Par une décision rendue le 26 janvier 2017, le Conseil constitutionnel s’est prononcé sur la conformité de critères d’éligibilité à un avantage fiscal spécifique. Une société commerciale a contesté des cotisations supplémentaires d’impôt en invoquant une rupture d’égalité par rapport aux entreprises du secteur industriel de l’habillement. Le Conseil d’État a transmis cette question prioritaire de constitutionnalité le 27 octobre 2016 afin d’examiner la validité de l’article 244 quater B du code général des impôts.
Le litige porte précisément sur la restriction d’un crédit d’impôt recherche aux seules entreprises industrielles du secteur du textile, de l’habillement et du cuir. La requérante soutient que cette distinction méconnaît les principes d’égalité devant la loi et devant les charges publiques garantis par la Déclaration de 1789. Le Conseil constitutionnel décide que la disposition est conforme car elle repose sur un critère objectif et rationnel lié à l’objectif économique du législateur. L’examen de cette décision conduit à étudier la justification de la différenciation fiscale industrielle avant d’analyser la validation des équilibres constitutionnels en matière d’impôt.
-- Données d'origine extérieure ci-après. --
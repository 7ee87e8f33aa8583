//! File-backed sink: two index-aligned decimal logs per capture run
//!
//! Each run gets its own timestamped directory containing `fine.txt` and
//! `coarse.txt` (one decimal value per line, line N of both files belonging
//! to the same frame) plus a `manifest.json` describing the capture settings.

use std::fs::{self, File, OpenOptions};
use std::io::{BufWriter, Write};
use std::path::{Path, PathBuf};

use chrono::{DateTime, Local, Utc};
use serde::Serialize;
use tracing::info;

use super::{MeasurementSink, SinkError};
use crate::tdc::Measurement;

/// Capture settings recorded alongside the logs, so a run directory is
/// self-describing.
#[derive(Debug, Clone, Serialize)]
pub struct RunManifest {
    pub port: String,
    pub baud_rate: u32,
    pub started_at: DateTime<Utc>,
    pub run_duration_secs: u64,
}

/// Appends measurements to per-quantity text logs in a run directory.
pub struct LogSink {
    run_dir: PathBuf,
    fine: BufWriter<File>,
    coarse: BufWriter<File>,
    records_written: u64,
}

impl LogSink {
    /// Create a run directory under `data_dir` named after the local start
    /// time and open both logs inside it.
    pub fn create(data_dir: &Path, manifest: &RunManifest) -> Result<Self, SinkError> {
        let stamp = Local::now().format("%Y-%m-%d_%H-%M-%S");
        let run_dir = data_dir.join(format!("coarse_{stamp}"));
        fs::create_dir_all(&run_dir)?;

        let manifest_json = serde_json::to_vec_pretty(manifest)?;
        fs::write(run_dir.join("manifest.json"), manifest_json)?;

        let open = |name: &str| -> Result<BufWriter<File>, std::io::Error> {
            let file = OpenOptions::new()
                .create(true)
                .append(true)
                .open(run_dir.join(name))?;
            Ok(BufWriter::new(file))
        };

        info!("Writing measurements to {:?}", run_dir);

        Ok(Self {
            fine: open("fine.txt")?,
            coarse: open("coarse.txt")?,
            run_dir,
            records_written: 0,
        })
    }

    pub fn run_dir(&self) -> &Path {
        &self.run_dir
    }

    pub fn records_written(&self) -> u64 {
        self.records_written
    }
}

impl MeasurementSink for LogSink {
    fn record(&mut self, measurement: &Measurement) -> Result<(), SinkError> {
        // One line in each log per frame; the logs stay index-aligned.
        writeln!(self.fine, "{}", measurement.fine)?;
        writeln!(self.coarse, "{}", measurement.coarse)?;
        self.records_written += 1;
        Ok(())
    }

    fn flush(&mut self) -> Result<(), SinkError> {
        self.fine.flush()?;
        self.coarse.flush()?;
        Ok(())
    }
}

impl Drop for LogSink {
    fn drop(&mut self) {
        let _ = self.fine.flush();
        let _ = self.coarse.flush();
    }
}
//! Frame decoder state machine
//!
//! A byte-synchronous 5-phase FSM. Every 8-bit value is legal payload at
//! every phase, so the decoder has no error path - but it also means a
//! dropped or duplicated byte upstream silently shifts the frame boundary
//! and corrupts all subsequent measurements. The wire protocol carries no
//! sync markers to recover from; this limitation is inherited from the FPGA
//! design and deliberately not masked here.

use super::types::Measurement;
use super::FRAME_LEN;

/// Stateful decoder for the 5-byte coarse+fine framing.
///
/// Owned by a single capture thread; one instance per byte stream. Feed one
/// byte at a time; a [`Measurement`] is returned exactly when the fifth byte
/// of a frame completes it.
#[derive(Debug)]
pub struct FrameDecoder {
    /// Position within the current frame, 0-4.
    phase: u8,
    /// Fine value accumulator; final after phase 1.
    fine: u16,
    /// Coarse value accumulator, built by shift-and-OR.
    coarse: u32,
    /// Raw bytes of the frame in flight, kept for diagnostics.
    raw: [u8; FRAME_LEN],
}

impl FrameDecoder {
    pub fn new() -> Self {
        Self {
            phase: 0,
            fine: 0,
            coarse: 0,
            raw: [0; FRAME_LEN],
        }
    }

    /// Consume one raw byte, returning a measurement when it completes a frame.
    ///
    /// Transitions 0→1→2→3→4→0 unconditionally. Coarse bytes arrive
    /// least-significant chunk first, so each lands at a higher bit offset
    /// than the last: 7 bits at offset 0, then 8 bits at offsets 7, 15, 23.
    pub fn feed(&mut self, byte: u8) -> Option<Measurement> {
        self.raw[self.phase as usize] = byte;

        match self.phase {
            0 => {
                self.fine = byte as u16;
                self.coarse = 0;
                self.phase = 1;
                None
            }
            1 => {
                // MSB extends the fine value by 256; the rest is coarse.
                if byte & 0x80 != 0 {
                    self.fine += 256;
                }
                self.coarse = (byte & 0x7F) as u32;
                self.phase = 2;
                None
            }
            2 => {
                self.coarse |= (byte as u32) << 7;
                self.phase = 3;
                None
            }
            3 => {
                self.coarse |= (byte as u32) << 15;
                self.phase = 4;
                None
            }
            _ => {
                self.coarse |= (byte as u32) << 23;
                self.phase = 0;
                Some(Measurement {
                    fine: self.fine,
                    coarse: self.coarse,
                })
            }
        }
    }

    /// Current position within the frame (0-4).
    pub fn phase(&self) -> u8 {
        self.phase
    }

    /// Whether a frame is partially accumulated.
    ///
    /// A stream that ends while this is true loses the partial frame; it is
    /// never emitted.
    pub fn in_frame(&self) -> bool {
        self.phase != 0
    }

    /// Hex rendering of the most recently buffered frame bytes.
    ///
    /// Meaningful for logging right after [`feed`](Self::feed) returns a
    /// measurement, when all five slots belong to the completed frame.
    pub fn frame_hex(&self) -> String {
        hex::encode(self.raw)
    }
}

impl Default for FrameDecoder {
    fn default() -> Self {
        Self::new()
    }
}

#[cfg(test)]
mod tests {
    use super::*;

    /// Reference assembly, written out independently of the decoder.
    fn reference_decode(b: [u8; 5]) -> Measurement {
        Measurement {
            fine: b[0] as u16 + 256 * ((b[1] >> 7) & 1) as u16,
            coarse: (b[1] & 0x7F) as u32
                | ((b[2] as u32) << 7)
                | ((b[3] as u32) << 15)
                | ((b[4] as u32) << 23),
        }
    }

    fn decode_frame(decoder: &mut FrameDecoder, frame: [u8; 5]) -> Option<Measurement> {
        let mut out = None;
        for byte in frame {
            out = decoder.feed(byte);
        }
        out
    }

    #[test]
    fn test_single_frame_matches_reference() {
        let frames = [
            [0x00, 0x00, 0x00, 0x00, 0x00],
            [0x12, 0x34, 0x56, 0x78, 0x9A],
            [0xFF, 0xFF, 0xFF, 0xFF, 0xFF],
            [0xAB, 0x80, 0x01, 0x02, 0x03],
            [0x01, 0x7F, 0x00, 0xFF, 0x00],
        ];
        for frame in frames {
            let mut decoder = FrameDecoder::new();
            let m = decode_frame(&mut decoder, frame).expect("frame should complete");
            assert_eq!(m, reference_decode(frame), "frame {:02X?}", frame);
        }
    }

    #[test]
    fn test_known_frame() {
        // Byte 4 lands at bit offset 23.
        let mut decoder = FrameDecoder::new();
        let m = decode_frame(&mut decoder, [0x01, 0x00, 0x00, 0x00, 0x01]).unwrap();
        assert_eq!(m.fine, 1);
        assert_eq!(m.coarse, 1 << 23);
        assert_eq!(m.coarse, 8_388_608);
    }

    #[test]
    fn test_overflow_bit_boundary() {
        // Overflow set, all coarse bits clear.
        let mut decoder = FrameDecoder::new();
        let m = decode_frame(&mut decoder, [0xFF, 0x80, 0x00, 0x00, 0x00]).unwrap();
        assert_eq!(m.fine, 511);
        assert_eq!(m.coarse, 0);
    }

    #[test]
    fn test_overflow_clear() {
        let mut decoder = FrameDecoder::new();
        let m = decode_frame(&mut decoder, [0xFF, 0x7F, 0x00, 0x00, 0x00]).unwrap();
        assert_eq!(m.fine, 255);
        assert_eq!(m.coarse, 0x7F);
    }

    #[test]
    fn test_coarse_full_width() {
        let mut decoder = FrameDecoder::new();
        let m = decode_frame(&mut decoder, [0x00, 0xFF, 0xFF, 0xFF, 0xFF]).unwrap();
        assert_eq!(m.fine, 256);
        assert_eq!(m.coarse, 0x7FFF_FFFF);
    }

    #[test]
    fn test_n_frames_in_order() {
        let frames: Vec<[u8; 5]> = (0..8u8).map(|i| [i, 0x00, i, 0x00, i]).collect();

        let mut decoder = FrameDecoder::new();
        let mut out = Vec::new();
        for frame in &frames {
            for &byte in frame {
                if let Some(m) = decoder.feed(byte) {
                    out.push(m);
                }
            }
        }

        assert_eq!(out.len(), frames.len());
        for (m, frame) in out.iter().zip(&frames) {
            assert_eq!(*m, reference_decode(*frame));
        }
    }

    #[test]
    fn test_partial_tail_not_emitted() {
        for k in 1..FRAME_LEN {
            let mut decoder = FrameDecoder::new();
            let mut emitted = 0;

            // Two complete frames, then k trailing bytes.
            for byte in [0x11, 0x22, 0x33, 0x44, 0x55, 0xAA, 0xBB, 0xCC, 0xDD, 0xEE] {
                if decoder.feed(byte).is_some() {
                    emitted += 1;
                }
            }
            for byte in 0..k as u8 {
                assert!(decoder.feed(byte).is_none());
            }

            assert_eq!(emitted, 2);
            assert!(decoder.in_frame());
            assert_eq!(decoder.phase() as usize, k);
        }
    }

    #[test]
    fn test_determinism_across_instances() {
        let bytes: Vec<u8> = (0..40u8).map(|i| i.wrapping_mul(37).wrapping_add(11)).collect();

        let run = |bytes: &[u8]| {
            let mut decoder = FrameDecoder::new();
            bytes.iter().filter_map(|&b| decoder.feed(b)).collect::<Vec<_>>()
        };

        let a = run(&bytes);
        let b = run(&bytes);
        assert_eq!(a.len(), bytes.len() / FRAME_LEN);
        assert_eq!(a, b);
    }

    #[test]
    fn test_fine_fixed_after_phase_one() {
        let mut decoder = FrameDecoder::new();
        decoder.feed(0x42);
        decoder.feed(0x80);
        // Coarse bytes must not disturb the fine value.
        decoder.feed(0xFF);
        decoder.feed(0xFF);
        let m = decoder.feed(0xFF).unwrap();
        assert_eq!(m.fine, 0x42 + 256);
    }

    #[test]
    fn test_frame_hex_after_completion() {
        let mut decoder = FrameDecoder::new();
        decode_frame(&mut decoder, [0x01, 0x02, 0x03, 0x04, 0x05]).unwrap();
        assert_eq!(decoder.frame_hex(), "0102030405");
    }
}
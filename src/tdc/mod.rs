//! TDC measurement frame decoding
//!
//! The FPGA streams each time-interval measurement as a fixed 5-byte frame:
//! 1. Low 8 bits of the fine (sub-cycle interpolation) value
//! 2. Overflow bit (MSB) plus the 7 low coarse bits
//! 3.-5. Remaining coarse bits, least-significant chunk first
//!
//! There are no sync markers or checksums on the wire; framing is purely
//! positional. See [`decoder`] for the consequences.

mod decoder;
mod types;

pub use decoder::FrameDecoder;
pub use types::Measurement;

/// Bytes per measurement frame.
pub const FRAME_LEN: usize = 5;
//! Configuration loaded from environment variables

use std::path::PathBuf;
use std::time::Duration;

/// Application configuration
#[derive(Debug, Clone)]
pub struct Config {
    /// Serial port device path (e.g. /dev/ttyUSB0 or a by-id symlink)
    pub port_path: String,

    /// UART baud rate
    pub baud_rate: u32,

    /// Directory under which per-run output directories are created
    pub data_dir: PathBuf,

    /// Wall-clock capture duration in minutes; capture stops when it
    /// elapses, regardless of frame completion state
    pub run_duration_mins: u64,

    /// Serial read timeout in milliseconds
    pub read_timeout_ms: u64,

    /// Interval between periodic statistics log lines, in seconds
    pub stats_interval_secs: u64,
}

impl Config {
    /// Load configuration from environment variables
    pub fn from_env() -> Self {
        Self {
            port_path: std::env::var("TDC_PORT")
                .unwrap_or_else(|_| "/dev/ttyUSB0".to_string()),

            baud_rate: std::env::var("TDC_BAUD_RATE")
                .ok()
                .and_then(|s| s.parse().ok())
                .unwrap_or(115_200),

            data_dir: std::env::var("TDC_DATA_DIR")
                .map(PathBuf::from)
                .unwrap_or_else(|_| PathBuf::from("./data")),

            run_duration_mins: std::env::var("TDC_RUN_DURATION_MINS")
                .ok()
                .and_then(|s| s.parse().ok())
                .unwrap_or(1000),

            read_timeout_ms: std::env::var("TDC_READ_TIMEOUT_MS")
                .ok()
                .and_then(|s| s.parse().ok())
                .unwrap_or(500),

            stats_interval_secs: std::env::var("TDC_STATS_INTERVAL_SECS")
                .ok()
                .and_then(|s| s.parse().ok())
                .unwrap_or(5),
        }
    }

    pub fn run_duration(&self) -> Duration {
        Duration::from_secs(self.run_duration_mins * 60)
    }
}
I. La reconnaissance d’une différence de situation légitimant le traitement fiscal
A. L’identification d’un critère de distinction objectif et rationnel
Le Conseil rappelle que le principe d’égalité ne s’oppose pas à ce que le législateur règle de façon différente des situations juridiques ou factuelles distinctes. En l’espèce, les juges estiment que les entreprises industrielles sont « dans une situation différente des entreprises commerciales » au regard des dépenses de recherche engagées. La loi doit être la même pour tous, « soit qu’elle protège, soit qu’elle punisse », mais cette règle admet des dérogations fondées sur des disparités réelles. Le législateur s’est ainsi fondé sur un « critère objectif et rationnel en rapport avec l’objet de la loi » pour définir cet avantage fiscal réservé.
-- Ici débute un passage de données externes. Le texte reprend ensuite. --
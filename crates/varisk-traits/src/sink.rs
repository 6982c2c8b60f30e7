//! Simulation path sinks.
//!
//! Monte Carlo estimators return their paths as data. A [`PathSink`] is
//! where the caller sends them: a file, a chart, or nowhere.

use crate::error::TraitError;
use varisk_core::{InstrumentId, PathMatrix};

/// Consumer of simulated price paths.
pub trait PathSink: Send + Sync {
    /// Renders the paths simulated for one instrument.
    fn render(&self, instrument_id: &InstrumentId, paths: &PathMatrix) -> Result<(), TraitError>;
}

#[cfg(test)]
mod tests {
    use super::*;
    use std::sync::Mutex;

    #[derive(Default)]
    struct Recording(Mutex<Vec<(String, usize)>>);

    impl PathSink for Recording {
        fn render(&self, instrument_id: &InstrumentId, paths: &PathMatrix) -> Result<(), TraitError> {
            self.0
                .lock()
                .map_err(|e| TraitError::Internal(e.to_string()))?
                .push((instrument_id.to_string(), paths.trials()));
            Ok(())
        }
    }

    #[test]
    fn test_render_through_trait_object() {
        let sink = Recording::default();
        let paths = PathMatrix::new(vec![vec![1.0, 1.1], vec![1.0, 0.9]]);
        let dyn_sink: &dyn PathSink = &sink;
        dyn_sink.render(&"SPY".into(), &paths).unwrap();
        assert_eq!(sink.0.lock().unwrap()[0], ("SPY".to_string(), 2));
    }
}
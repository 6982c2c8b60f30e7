//! Single-instrument VaR command.

use anyhow::Result;
use clap::Args;
use serde::Serialize;

use varisk_core::{InstrumentId, VaRReport};

use crate::cli::OutputFormat;
use crate::commands::config::Settings;
use crate::commands::EstimateArgs;
use crate::error::CliError;
use crate::output::{format_percent, format_var, print_header, print_output, KeyValue};

/// Arguments for the var command.
#[derive(Args, Debug)]
pub struct VarArgs {
    /// Instrument identifier (e.g. SPY)
    #[arg(short, long)]
    pub ticker: String,

    #[command(flatten)]
    pub estimate: EstimateArgs,
}

/// Flat CSV row for a report.
#[derive(Debug, Serialize)]
struct ReportRow<'a> {
    instrument: &'a str,
    method: &'a str,
    confidence_level: f64,
    horizon_days: Option<u32>,
    trials: Option<u32>,
    var: f64,
}

/// Execute the var command.
pub async fn execute(
    args: VarArgs,
    settings: &Settings,
    format: OutputFormat,
    debug: bool,
) -> Result<()> {
    let plan = args.estimate.plan(settings, debug, false)?;
    let instrument = InstrumentId::new(args.ticker.trim());

    let report = plan
        .engine
        .estimate(&instrument, plan.method, plan.window, plan.confidence)
        .await
        .map_err(CliError::from)?;

    match format {
        OutputFormat::Table => {
            print_header(&format!("VaR: {}", instrument));
            let mut rows = vec![
                KeyValue::new("Instrument", instrument.as_str()),
                KeyValue::new("Method", report.method.as_str()),
                KeyValue::new("Confidence", format_percent(report.confidence_level)),
                KeyValue::new(
                    "Window",
                    format!("{} to {}", plan.window.start(), plan.window.end()),
                ),
            ];
            if let Some(days) = report.horizon_days {
                rows.push(KeyValue::new("Horizon (days)", days.to_string()));
            }
            if let Some(trials) = report.trials {
                rows.push(KeyValue::new("Trials", trials.to_string()));
            }
            rows.push(KeyValue::new("VaR", format_var(report.var, plan.precision)));
            print_output(&rows, format)?;
        }
        OutputFormat::Json => {
            println!("{}", serde_json::to_string_pretty(&report)?);
        }
        OutputFormat::Csv => {
            print_rows(&report)?;
        }
        OutputFormat::Minimal => {
            println!("{}", format_var(report.var, plan.precision));
        }
    }

    Ok(())
}

fn print_rows(report: &VaRReport) -> Result<()> {
    let mut wtr = csv::Writer::from_writer(std::io::stdout());
    for instrument in &report.instruments {
        wtr.serialize(ReportRow {
            instrument,
            method: report.method.as_str(),
            confidence_level: report.confidence_level,
            horizon_days: report.horizon_days,
            trials: report.trials,
            var: report.var,
        })?;
    }
    wtr.flush()?;
    Ok(())
}
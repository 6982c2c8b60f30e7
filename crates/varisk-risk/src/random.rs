//! Random sources for simulation.
//!
//! Randomness is always injected. Callers either hand an estimator any
//! [`rand::Rng`], or a `u64` seed from which every trial gets its own
//! ChaCha8 stream. Per-trial streams make seeded results independent of how
//! trials are split across threads.

use rand::{Rng, SeedableRng};
use rand_chacha::ChaCha8Rng;
use varisk_core::RiskResult;
use varisk_math::distributions::StandardNormal;

/// Uniform draw strictly inside (0, 1).
///
/// Draws landing exactly on a boundary are discarded and redrawn; the
/// normal quantile is infinite there.
pub fn open_unit<R: Rng + ?Sized>(rng: &mut R) -> f64 {
    loop {
        let u: f64 = rng.gen();
        if u > 0.0 && u < 1.0 {
            return u;
        }
    }
}

/// Standard normal draw by inverse transform of an open-interval uniform.
pub fn standard_normal<R: Rng + ?Sized>(normal: &StandardNormal, rng: &mut R) -> RiskResult<f64> {
    Ok(normal.inverse_cdf(open_unit(rng))?)
}

/// Generator for one trial: the seed selects the key, the trial index the
/// stream.
pub fn trial_rng(seed: u64, trial: u64) -> ChaCha8Rng {
    let mut rng = ChaCha8Rng::seed_from_u64(seed);
    rng.set_stream(trial);
    rng
}

/// Derives an independent seed for the `index`-th instrument of a batch.
pub fn derive_seed(seed: u64, index: u64) -> u64 {
    seed ^ index.wrapping_add(1).wrapping_mul(0x9E37_79B9_7F4A_7C15)
}

#[cfg(test)]
mod tests {
    use super::*;
    use rand::RngCore;

    /// Yields a scripted sequence of raw 64-bit words.
    struct Scripted(Vec<u64>);

    impl RngCore for Scripted {
        fn next_u32(&mut self) -> u32 {
            self.next_u64() as u32
        }
        fn next_u64(&mut self) -> u64 {
            self.0.remove(0)
        }
        fn fill_bytes(&mut self, dest: &mut [u8]) {
            for chunk in dest.chunks_mut(8) {
                let bytes = self.next_u64().to_le_bytes();
                chunk.copy_from_slice(&bytes[..chunk.len()]);
            }
        }
        fn try_fill_bytes(&mut self, dest: &mut [u8]) -> Result<(), rand::Error> {
            self.fill_bytes(dest);
            Ok(())
        }
    }

    #[test]
    fn test_open_unit_skips_zero() {
        // An all-zero word maps to exactly 0.0 and must be redrawn.
        let mut rng = Scripted(vec![0, u64::MAX / 2]);
        let u = open_unit(&mut rng);
        assert!(u > 0.0 && u < 1.0);
        assert!(rng.0.is_empty());
    }

    #[test]
    fn test_open_unit_range() {
        let mut rng = trial_rng(7, 0);
        for _ in 0..10_000 {
            let u = open_unit(&mut rng);
            assert!(u > 0.0 && u < 1.0);
        }
    }

    #[test]
    fn test_standard_normal_finite() {
        let normal = StandardNormal::new();
        let mut rng = trial_rng(11, 3);
        for _ in 0..1_000 {
            assert!(standard_normal(&normal, &mut rng).unwrap().is_finite());
        }
    }

    #[test]
    fn test_trial_streams_reproducible_and_distinct() {
        let a: u64 = trial_rng(42, 0).gen();
        let b: u64 = trial_rng(42, 0).gen();
        let c: u64 = trial_rng(42, 1).gen();
        assert_eq!(a, b);
        assert_ne!(a, c);
    }

    #[test]
    fn test_derive_seed_distinct() {
        assert_ne!(derive_seed(1, 0), derive_seed(1, 1));
        assert_ne!(derive_seed(1, 0), 1);
    }
}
B. L’alignement de la mesure sur un objectif de soutien à l’industrie
Le but affiché consiste à soutenir l’industrie manufacturière en favorisant les systèmes économiques intégrés qui allient la conception et la fabrication de collections nouvelles. La volonté de privilégier un modèle de production spécifique constitue une raison d’intérêt général justifiant la différence de traitement entre les divers acteurs économiques nationaux. Cette orientation législative répond à une nécessité de cohérence entre les investissements créatifs et les structures de réalisation matérielle des produits au sein du secteur. L’avantage fiscal ainsi ciblé encourage le maintien d’une activité industrielle complète sur le territoire tout en excluant les simples opérations de négoce ou de distribution.
II. La préservation de la cohérence des principes d’égalité devant l’impôt
A. L’absence de rupture caractérisée de l’égalité devant les charges publiques
L’article 13 de la Déclaration de 1789 exige que la contribution commune soit « également répartie entre tous les citoyens, en raison de leurs facultés ». Le Conseil considère que la mesure n’entraîne pas de « rupture caractérisée de l’égalité devant les charges publiques » pour les sociétés commerciales exclues du dispositif. La différence de traitement fiscal est strictement limitée aux dépenses liées à l’élaboration de nouvelles collections exposées par les seules entreprises industrielles du secteur textile. L’exclusion des entreprises purement commerciales n’est pas jugée disproportionnée dès lors que leurs structures de coûts diffèrent fondamentalement de celles des entités de production industrielle.
B. Le maintien de la liberté d’appréciation du législateur en matière économique
La décision confirme que le législateur dispose d’une marge d’appréciation pour déterminer les règles selon lesquelles les facultés contributives des contribuables doivent être évaluées. Le contrôle des Sages se limite à vérifier que les critères retenus sont cohérents avec les buts que le pouvoir législatif se propose d’atteindre. En déclarant le mot « industrielles » conforme à la Constitution, la juridiction préserve l’efficacité des instruments fiscaux mis au service d’une politique de réindustrialisation. Cette solution s’inscrit dans une jurisprudence constante protégeant la souveraineté fiscale tant que les droits et libertés fondamentaux des citoyens demeurent parfaitement respectés.